Re-test ferritin after 3 months. Most cases resolve in 3–6 months of consistent supplementation.

If oral iron causes GI issues (very common — constipation, nausea), try:

  • Lower doses, every other day (this is the new standard; absorbs better than daily high doses)
  • Iron bisglycinate (gentler on the GI tract)
  • Liquid forms

If oral iron doesn't work after 6 months, IV iron is an option discussed with a hematologist.

Dietary iron

The good sources:

  • Beef, 6oz: 4mg heme iron (highly absorbed)
  • Liver, 4oz: 12mg
  • Oysters, 6: 8mg
  • Lentils, 1 cup: 6mg non-heme (less absorbed)
  • Spinach, 1 cup cooked: 6mg non-heme
  • Pumpkin seeds, 1oz: 2.5mg
  • Iron-fortified cereal: 8–18mg per serving

The big difference: heme iron (from animal sources) is 2–3x more absorbed than non-heme iron (plant sources). Vitamin C in the same meal boosts non-heme absorption significantly. Coffee, tea, and calcium reduce it.

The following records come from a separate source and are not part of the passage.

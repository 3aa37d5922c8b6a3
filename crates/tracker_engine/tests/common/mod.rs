#![allow(dead_code)]

use std::sync::atomic::{AtomicBool, AtomicUsize, Ordering};
use std::sync::{Arc, Mutex};
use std::time::Duration;

use tokio::sync::mpsc;
use tracker_core::{Batch, BatchSnapshot, BatchStatus, Channel, ControlAction, Job, JobStatus};
use tracker_engine::{ApiError, ConnectionSettings, Connector, Link, SnapshotApi, TransportError};

pub fn init_logging() {
    tracker_logging::initialize_for_tests();
}

pub fn settings() -> ConnectionSettings {
    ConnectionSettings {
        endpoint: "ws://tracker.test/api/ws".to_string(),
        bearer_token: None,
        connect_timeout: Duration::from_secs(10),
        keepalive_interval: Duration::from_secs(30),
        reconnect_delay: Duration::from_secs(3),
        max_reconnect_attempts: 5,
    }
}

/// Server end of one accepted fake link.
pub struct FakeServer {
    pub to_client: mpsc::UnboundedSender<String>,
    pub from_client: mpsc::UnboundedReceiver<String>,
}

impl FakeServer {
    pub fn push(&self, raw: &str) {
        self.to_client.send(raw.to_string()).unwrap();
    }
}

struct FakeLink {
    inbound: mpsc::UnboundedReceiver<String>,
    outbound: mpsc::UnboundedSender<String>,
}

#[async_trait::async_trait]
impl Link for FakeLink {
    async fn send(&mut self, text: String) -> Result<(), TransportError> {
        self.outbound
            .send(text)
            .map_err(|err| TransportError::Send(err.to_string()))
    }

    async fn recv(&mut self) -> Option<Result<String, TransportError>> {
        self.inbound.recv().await.map(Ok)
    }
}

/// In-memory connector. Each accepted connect hands its server end to the
/// test through the receiver returned by [`FakeConnector::new`].
pub struct FakeConnector {
    refuse: AtomicBool,
    attempts: AtomicUsize,
    handshakes: Mutex<Vec<Vec<Channel>>>,
    servers: mpsc::UnboundedSender<FakeServer>,
}

impl FakeConnector {
    pub fn new() -> (Arc<Self>, mpsc::UnboundedReceiver<FakeServer>) {
        let (servers, servers_rx) = mpsc::unbounded_channel();
        let connector = Arc::new(Self {
            refuse: AtomicBool::new(false),
            attempts: AtomicUsize::new(0),
            handshakes: Mutex::new(Vec::new()),
            servers,
        });
        (connector, servers_rx)
    }

    pub fn set_refuse(&self, refuse: bool) {
        self.refuse.store(refuse, Ordering::SeqCst);
    }

    pub fn attempts(&self) -> usize {
        self.attempts.load(Ordering::SeqCst)
    }

    pub fn handshakes(&self) -> Vec<Vec<Channel>> {
        self.handshakes.lock().unwrap().clone()
    }
}

#[async_trait::async_trait]
impl Connector for FakeConnector {
    async fn connect(&self, channels: &[Channel]) -> Result<Box<dyn Link>, TransportError> {
        self.attempts.fetch_add(1, Ordering::SeqCst);
        if self.refuse.load(Ordering::SeqCst) {
            return Err(TransportError::Connect("connection refused".to_string()));
        }
        self.handshakes.lock().unwrap().push(channels.to_vec());

        let (to_client, inbound) = mpsc::unbounded_channel();
        let (outbound, from_client) = mpsc::unbounded_channel();
        let _ = self.servers.send(FakeServer {
            to_client,
            from_client,
        });
        Ok(Box::new(FakeLink { inbound, outbound }))
    }
}

/// Snapshot API answering from a shared snapshot and recording control calls.
#[derive(Default)]
pub struct FakeApi {
    pub snapshot: Mutex<Option<BatchSnapshot>>,
    pub fetches: AtomicUsize,
    pub controls: Mutex<Vec<(String, ControlAction)>>,
    pub control_error: Mutex<Option<ApiError>>,
}

impl FakeApi {
    pub fn with_snapshot(snapshot: BatchSnapshot) -> Arc<Self> {
        Arc::new(Self {
            snapshot: Mutex::new(Some(snapshot)),
            ..Self::default()
        })
    }

    pub fn fetches(&self) -> usize {
        self.fetches.load(Ordering::SeqCst)
    }

    pub fn controls(&self) -> Vec<(String, ControlAction)> {
        self.controls.lock().unwrap().clone()
    }
}

#[async_trait::async_trait]
impl SnapshotApi for FakeApi {
    async fn get_batch(&self, batch_id: &str) -> Result<BatchSnapshot, ApiError> {
        self.fetches.fetch_add(1, Ordering::SeqCst);
        match self.snapshot.lock().unwrap().clone() {
            Some(snapshot) if snapshot.id() == batch_id => Ok(snapshot),
            _ => Err(ApiError::Status {
                code: 404,
                detail: "Batch not found".to_string(),
            }),
        }
    }

    async fn control(&self, batch_id: &str, action: ControlAction) -> Result<(), ApiError> {
        self.controls
            .lock()
            .unwrap()
            .push((batch_id.to_string(), action));
        match self.control_error.lock().unwrap().clone() {
            Some(err) => Err(err),
            None => Ok(()),
        }
    }
}

pub fn snapshot(batch_id: &str, statuses: &[JobStatus]) -> BatchSnapshot {
    let total = u32::try_from(statuses.len()).unwrap();
    let batch = Batch::new(batch_id, BatchStatus::Running, total);
    let jobs = statuses
        .iter()
        .enumerate()
        .map(|(index, status)| {
            let mut job = Job::new(format!("job{}", index + 1), batch_id, *status);
            job.episode_id = format!("ep{}", index + 1);
            job
        })
        .collect();
    BatchSnapshot::new(batch, jobs)
}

What to do if you're a tired female endurance athlete

  1. Get a blood test that includes ferritin specifically. Not just CBC.
  2. If ferritin is below 30, supplement under physician guidance.
  3. If your diet is plant-forward and you're not supplementing, expect to need to do so.
  4. Re-test in 3 months. Don't supplement indefinitely without confirming need.

The performance return

In studies, iron-deficient (but not yet anemic) endurance athletes who supplement iron and bring ferritin to 50+ ng/mL show measurable VO2max and time-trial performance improvements within 6–8 weeks. The effect size is large enough that "training harder" cannot replace it.

Tired athlete + heavy periods + plant-forward diet = test ferritin, not just hemoglobin.